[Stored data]
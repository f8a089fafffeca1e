//! Per-entity repositories
//!
//! Each repository is a trait with a sqlx-backed implementation that
//! dispatches on the pool driver (SQLite or MySQL).

pub mod article;
pub mod comment;
pub mod role;
pub mod session;
pub mod tag;
pub mod user;

pub use article::{ArticleRepository, NewArticle, SqlxArticleRepository};
pub use comment::{CommentRepository, NewComment, SqlxCommentRepository};
pub use role::{RoleRepository, SqlxRoleRepository};
pub use session::{SessionRepository, SqlxSessionRepository};
pub use tag::{NewTag, SqlxTagRepository, TagRepository};
pub use user::{NewUser, SqlxUserRepository, UserRepository};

> [What to do] From the entries above, pull out each line that includes "article".

> [Expected output]
pub mod article;
pub use article::{ArticleRepository, NewArticle, SqlxArticleRepository};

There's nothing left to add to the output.